We are likely to implement a feature like this in the future, once we can better support full disclosure opt-in by maintainers. We want to respect maintainers that request responsible disclosure, but also would be happy to open vulnerability reports to the public, if the maintainer has signaled they are happy for reports to be public by default.

Thoughts?

[geeknik]

Well, the reports don't necessarily need to be public, because if I'm already sharing bug report information internally amongst my team, I should be able to invite any of those people into the report in order to provide a patch.
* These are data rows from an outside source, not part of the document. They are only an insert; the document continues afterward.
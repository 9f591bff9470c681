mod util;

use mortar_contact::config::ExtendGhosting;
use mortar_contact::prelude::*;
use mortar_contact::strategy::rebalance::{element_unbalance, rebalance_decision};
use serial_test::serial;
use util::*;

fn dynamic() -> ContactParams {
    ContactParams {
        parallel: ParallelRedistParams {
            redist: ParallelRedist::Dynamic,
            max_balance_eval_time: 2.0,
            max_balance_slave_eles: 0.5,
            ..Default::default()
        },
        ..Default::default()
    }
}

/// Every pair on rank 0.
fn lopsided<C: Communicator>(comm: &C, params: ContactParams) -> Strategy<C> {
    let pairs = flat_pairs(2, 2, 0.1);
    let owners = vec![0; pairs.len()];
    let iface = NodeToNodeInterface::new(comm.clone(), 0, &params, pairs, Some(owners)).unwrap();
    let problem = problem_map(comm, &iface);
    ContactStrategy::with_penalty(comm.clone(), params, problem, vec![iface]).unwrap()
}

#[test]
fn serial_runs_never_rebalance() {
    let mut s = flat_strategy(&NoComm, dynamic(), 2, 2, 0.1);
    assert!(s.is_first_time_step());
    assert!(!s.is_rebalancing_necessary(true).unwrap());
    s.update_parallel_distribution_status(1.0).unwrap();
    assert!(s.unbalance_history().is_empty());
    let u = slave_lift(&s, 0.0);
    assert!(!s.redistribute_contact(&u, &u).unwrap());
}

#[test]
#[serial]
fn samples_agree_across_ranks() {
    let histories = run_ranks(2, |c| {
        let mut s = lopsided(&c, dynamic());
        let u = slave_lift(&s, 0.0);
        s.apply_force_stiff_contact(&u, 1, 0, false).unwrap();
        s.unbalance_history().clone()
    });
    assert_eq!(histories[0], histories[1]);
    assert_eq!(histories[0].elements.len(), 1);
    // only rank 0 is loaded, so its time is both the maximum and the minimum
    assert_eq!(histories[0].time[0], 1.0);
}

#[test]
#[serial]
fn dynamic_rebalance_spreads_the_pairs() {
    let owned = run_ranks(2, |c| {
        let mut s = lopsided(&c, dynamic());
        let u = slave_lift(&s, 0.0);
        // a later step with poor element balance
        s.unbalance_history_mut().push(1.0, true);
        s.unbalance_history_mut().push(1.0, true);
        assert!(!s.is_first_time_step());
        let rebalanced = s.redistribute_contact(&u, &u).unwrap();
        assert!(s.unbalance_history().is_empty());
        (rebalanced, s.maps().slave_nodes.num_local(), s.maps().lm_dofs.num_global())
    });
    for (rebalanced, _, lm) in &owned {
        assert!(*rebalanced);
        assert_eq!(*lm, 12);
    }
    assert_eq!(owned[0].1, 2);
    assert_eq!(owned[1].1, 2);
}

#[test]
#[serial]
fn balanced_samples_keep_the_layout() {
    let owned = run_ranks(2, |c| {
        let mut s = lopsided(&c, dynamic());
        let u = slave_lift(&s, 0.0);
        s.unbalance_history_mut().push(1.1, false);
        let rebalanced = s.redistribute_contact(&u, &u).unwrap();
        (rebalanced, s.maps().slave_nodes.num_local())
    });
    assert_eq!(owned, vec![(false, 4), (false, 0)]);
}

#[test]
#[serial]
fn legacy_path_rebalances_on_the_first_step() {
    let mut params = ContactParams::default();
    params.parallel.safe_redistribute = false;
    params.parallel.ghosting = ExtendGhosting::RedundantAll;
    let owned = run_ranks(2, |c| {
        let mut s = lopsided(&c, params.clone());
        let u = slave_lift(&s, 0.0);
        let rebalanced = s.redistribute_contact(&u, &u).unwrap();
        let z = s.lagrange_multiplier_np(false).unwrap();
        (rebalanced, s.maps().slave_nodes.num_local(), z.map().num_local())
    });
    assert_eq!(owned[0], (true, 2, 12));
    assert_eq!(owned[1], (true, 2, 0));
}

#[test]
fn policy_matches_the_documented_table() {
    let p = dynamic().parallel;
    assert!(rebalance_decision(&p, true, 0.0, 0.0));
    assert!(rebalance_decision(&p, false, 2.0, 0.0));
    assert!(rebalance_decision(&p, false, 1.0, 0.5));
    assert!(!rebalance_decision(&p, false, 1.9, 0.4));
    assert!(!element_unbalance(&[3, 3], 0));
    assert!(element_unbalance(&[6, 0], 0));
}
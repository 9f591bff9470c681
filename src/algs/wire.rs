//! Fixed little-endian wire records exchanged by the distributed linear
//! algebra and by interface redistribution.

use bytemuck::{Pod, Zeroable};
use static_assertions::const_assert_eq;
use std::mem::size_of;

/// One vector entry: global id and value.
#[repr(C)]
#[derive(Copy, Clone, Debug, Pod, Zeroable)]
pub struct WireEntry {
    pub gid_le: u64,
    pub value_le: u64,
}

impl WireEntry {
    pub fn new(gid: u64, value: f64) -> Self {
        Self {
            gid_le: gid.to_le(),
            value_le: value.to_bits().to_le(),
        }
    }
    pub fn gid(&self) -> u64 {
        u64::from_le(self.gid_le)
    }
    pub fn value(&self) -> f64 {
        f64::from_bits(u64::from_le(self.value_le))
    }
}

/// One sparse matrix entry.
#[repr(C)]
#[derive(Copy, Clone, Debug, Pod, Zeroable)]
pub struct WireTriplet {
    pub row_le: u64,
    pub col_le: u64,
    pub value_le: u64,
}

impl WireTriplet {
    pub fn new(row: u64, col: u64, value: f64) -> Self {
        Self {
            row_le: row.to_le(),
            col_le: col.to_le(),
            value_le: value.to_bits().to_le(),
        }
    }
    pub fn row(&self) -> u64 {
        u64::from_le(self.row_le)
    }
    pub fn col(&self) -> u64 {
        u64::from_le(self.col_le)
    }
    pub fn value(&self) -> f64 {
        f64::from_bits(u64::from_le(self.value_le))
    }
}

/// Flag bits carried by [`WireNodeState::flags_le`].
pub mod node_flags {
    pub const ACTIVE: u32 = 1 << 0;
    pub const ACTIVE_OLD: u32 = 1 << 1;
    pub const SLIP: u32 = 1 << 2;
    pub const SLIP_OLD: u32 = 1 << 3;
    pub const DBC: u32 = 1 << 4;
}

/// History state of one slave node, shipped to its new owner on
/// redistribution.
#[repr(C)]
#[derive(Copy, Clone, Debug, Pod, Zeroable)]
pub struct WireNodeState {
    pub gid_le: u64,
    pub flags_le: u32,
    pub dbc_mask_le: u32,
    pub lm: [f64; 3],
    pub lm_old: [f64; 3],
    pub lm_uzawa: [f64; 3],
    pub jump: [f64; 3],
    pub d_old: f64,
    pub m_old: f64,
    pub traction_old: [f64; 3],
}

const_assert_eq!(size_of::<WireEntry>(), 16);
const_assert_eq!(size_of::<WireTriplet>(), 24);
const_assert_eq!(size_of::<WireNodeState>(), 8 + 4 + 4 + 5 * 24 + 16);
They wouldn't necessarily need access to anything in the report beyond being able to attach a patch. I think being able to provide a patch with a bug report adds incredible value over just dropping a bug report and hoping the maintainer feels like taking on the extra work. Again if the maintainer wants to drop our patch and claim the fix bounty, that's cool too, I'd even encourage that to be honest, most OSS projects receive $0 in funding.

[JamieSlome]

@geeknik - thanks for the clarification here! Will discuss further with the team!

[Argonx21]

Hi team, Me and my friend have reported a bug on pandorafms. Just wanted to know if collaboration is supported on huntr.dev?